Petra sedikit meringis ketika seorang perawat mencabut jarum yang tadi digunakan untuk mengambil darahnya. Ia menoleh ke samping dimana terdapat Baby yang sedang berbaring tak sadarkan diri. Baby sempat kritis karena kehilangan banyak darah. Petra tanpa ragu menawarkan dirinya untuk mendonorkan darah pada sang kakak karena stok darah di rumah sakit tidak memadai.

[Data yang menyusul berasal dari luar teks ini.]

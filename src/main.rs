// src/main.rs

use actix_cors::Cors;
use actix_web::{web as actix_data, App, HttpServer};
use anyhow::Context;
use std::sync::Arc;
use tracing::Level;
use tracing_subscriber::fmt::format::FmtSpan; // For span events in tracing

use catalog_api::config::AppConfig;
use catalog_api::state::AppState;
use catalog_api::{db, web};

#[actix_web::main]
async fn main() -> anyhow::Result<()> {
  // Initialize tracing subscriber for logging
  tracing_subscriber::fmt()
    .with_max_level(Level::INFO) // Default level
    .with_env_filter(tracing_subscriber::EnvFilter::from_default_env()) // Allow RUST_LOG override
    .with_span_events(FmtSpan::CLOSE) // Log when spans close, showing duration
    .init();

  tracing::info!("Starting catalog API server...");

  // Load application configuration
  let app_config = Arc::new(AppConfig::from_env().context("Failed to load application configuration")?);

  // Initialize the database pool. Construction is lazy: an unreachable
  // database is reported by the probe but does not halt startup.
  let db_pool = db::init_pool(&app_config.database);
  db::probe_connection(&db_pool).await;

  // Create AppState
  let app_state = AppState {
    db_pool: db_pool.clone(),
    config: app_config.clone(),
  };

  let server_address = format!("{}:{}", app_config.server_host, app_config.server_port);
  tracing::info!("Attempting to bind server to {}...", server_address);

  HttpServer::new(move || {
    App::new()
      .app_data(actix_data::Data::new(app_state.clone())) // Share AppState with handlers
      .wrap(tracing_actix_web::TracingLogger::default()) // Middleware for tracing requests
      .wrap(Cors::permissive()) // Any origin, any method, any header
      .configure(web::configure_app_routes)
  })
  .bind(&server_address)
  .with_context(|| format!("Failed to bind server to {}", server_address))?
  .run()
  .await
  .context("Server error")?;

  // Explicit pool lifecycle: close checked-out connections before exiting.
  db_pool.close().await;
  tracing::info!("Database pool closed, shutting down.");

  Ok(())
}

Kebetulan golongan darah mereka sama.

Dengan wajah yang sudah pucat Petra kembali bergabung bersama yang lainnya di lorong rumah sakit depan ruangan IGD.

"Lo ganti baju dulu sana" Vio memberikan sebuah paper bag berisi baju bersih milik Petra. Tadi Petra hanya sempat membasuh darah yang menempel di tubuhnya tanpa sempat mengganti baju. Sebagian darah Baby yang menempel dibajunya sudah mulai mengering.

Sepeninggalnya Petra, dokter yang menangani Baby keluar mengabarkan bahwa wanita itu sudah melewati masa kritisnya. Semua yang ada disana menghela nafas lega, apalagi Dewa. Tadi, ia yang mendapat telpon dari Mbak Iis. Sambil menangis terisak-isak asisten rumah tangganya itu mengabarkan bahwa Baby masuk rumah sakit karena mengiris tangannya. Dirinya dan sang istri yang tadi sedang berada di kantor pengacara yang ditunjuk untuk mengurus perceraian Baby mendapat berita itu buru-buru pergi ke rumah sakit. Semuanya tak menyangka Baby akan dengan nekat bisa melukai dirinya sendiri.

Keluarga Baby yang tadi menunggu dengan tegang akhirnya bisa sedikit melemaskan bahu mereka ketika dokter memberitahu bahwa nyawa Baby dan bayi yang ada di dalam kandungannya pun masih bisa diselamatkan. Tinggal menunggu wanita itu sadar.

*****

Sejak sadar sekitar 15 menit yang lalu Baby terus saja menangis. Sudah coba ditenangkan tapi tangis wanita itu belum juga berhenti. Petra yang awalnya kasihan lama-lama ia kesal juga melihat tingkah kakaknya. Ia berjalan menghampiri ranjang Baby lalu menatap wanita itu tajam.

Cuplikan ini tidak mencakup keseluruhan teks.